"Which of your own futures would you like to visit?", asks the Spirit. "I got more than one?", Scrooge asks.
The Spirit waves his briefcase and Scrooge barely recognizes his future self. He’s gaunt and frantic — and pushing a wheelbarrow full of cash, as he watches his future self try to exchange this mountain of money for a can of dog food. But it’s no deal.
"You’re experiencing a moment of hyper inflation", Says the Spirit, "This has happened several times since the history of money. In fact, money just melts away like the illusion it always has been". "This is terrible!", Scrooge whimpers, "Spirit show me no more!".
The Spirit waves his briefcase again and Scrooge finds himself in a cheerful bustling medium sized city. All the people are riding on bicycles or driving around in compressed air vehicles and using power from wave generation machines and from solar installations from on tops and sides of their buildings. There is scrooge himself looking very fit in a hemp suit. Signing several enormous checks for conservation organizations. Miraculous changes have been brought about through microeconomics, where by many amounts are lended at fair interest rates to very poor people and also through massive and voluntary debt cancelations on the part of rich nations.
"How probable is this future", asks Scrooge. "Not very probable", the Spirit admits, "…or not yet".
Scrooge clutches the Spirit’s arm which shrinks, collapses, and dwindles down into a bedpost, his own bedpost.
"What a dream!", he thinks, "but so far, only a dream. I have time to make amends".

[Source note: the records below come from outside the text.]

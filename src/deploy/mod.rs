// ABOUTME: Deployment orchestration using the type state pattern.
// ABOUTME: Exports state markers, the release flow, and the orchestrator.

mod cancel;
mod error;
mod flow;
mod lock;
mod orchestrator;
mod rollback;
mod state;
mod transitions;

pub use cancel::CancelToken;
pub use error::{FailureKind, OrchestrateError};
pub use flow::ReleaseFlow;
pub use lock::{EnvLockGuard, EnvLocks, LockInfo};
pub use orchestrator::{DeployRequest, Orchestrator};
pub use rollback::manual_rollback;
pub use state::{Built, HealthChecked, Migrated, Pending, Transported};
pub use transitions::TransitionResult;
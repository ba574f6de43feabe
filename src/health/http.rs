// ABOUTME: HTTP health probe: GET the health endpoint over a plain TCP stream.
// ABOUTME: 2xx is healthy, other statuses unhealthy, transport errors unreachable.

use async_trait::async_trait;
use http_body_util::BodyExt;
use hyper_util::rt::TokioIo;
use std::time::Instant;
use tokio::net::TcpStream;

use super::{HealthCheckResult, HealthOutcome, HealthProbe, ProbeTarget};

/// Probes a service by issuing `GET <path>` against `host:port`.
#[derive(Debug, Clone, Default)]
pub struct HttpProbe;

impl HttpProbe {
    pub fn new() -> Self {
        Self
    }

    async fn request(&self, target: &ProbeTarget) -> Result<hyper::StatusCode, ProbeError> {
        let stream = TcpStream::connect((target.host.as_str(), target.port)).await?;
        let io = TokioIo::new(stream);

        let (mut sender, conn) = hyper::client::conn::http1::handshake(io).await?;

        // Drive the connection in the background
        tokio::spawn(async move {
            if let Err(e) = conn.await {
                tracing::debug!("probe connection error: {}", e);
            }
        });

        let req = hyper::Request::builder()
            .method("GET")
            .uri(&target.path)
            .header("Host", target.host.clone())
            .body(http_body_util::Empty::<bytes::Bytes>::new())?;

        let resp = sender.send_request(req).await?;
        let status = resp.status();

        // Drain the body; the status alone decides the outcome
        let _ = resp.into_body().collect().await;

        Ok(status)
    }
}

#[async_trait]
impl HealthProbe for HttpProbe {
    async fn probe(&self, target: &ProbeTarget) -> HealthCheckResult {
        let started = Instant::now();

        let outcome = match self.request(target).await {
            Ok(status) if status.is_success() => HealthOutcome::Healthy,
            Ok(_) => HealthOutcome::Unhealthy,
            Err(e) => {
                tracing::debug!(target = %target, "probe transport failure: {}", e);
                HealthOutcome::Unreachable
            }
        };

        HealthCheckResult::observed(outcome, started.elapsed())
    }
}

#[derive(Debug, thiserror::Error)]
enum ProbeError {
    #[error("connect failed: {0}")]
    Io(#[from] std::io::Error),

    #[error("http error: {0}")]
    Hyper(#[from] hyper::Error),

    #[error("invalid request: {0}")]
    Request(#[from] hyper::http::Error),
}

In the non-fictional world in which you and I do something called existing and Scrooge does not. We been discussed various ways of looking at debt. Like all our financial arrangements, and like all our rules of moral conduct — in fact, like language itself — notions about debt form part of the elaborate imaginative construct that is human society, because it is a mental construct.
How we think about it changes how it works. Maybe its time for us to think about it differently. Maybe we need to count things and add things up and measure things in a different way. In fact, maybe we need to count and weigh and measure different things together. Is this likely to happen? My best offer is maybe.
Scrooge climbs out of his bed and goes to the window. ”There’s the world… its very beautiful what with the trees and sky and so forth. It use to look solid but now it appears fragile like a reflection on water, a breath of wind could ripple it and it could vanish. I don’t really own anything”, Scrooge thinks, “…not even my body, everything I have is only borrowed. I’m not really rich at all. I’m heavily in debt. How do I even begin to pay back what I owe. Where do should I start….”.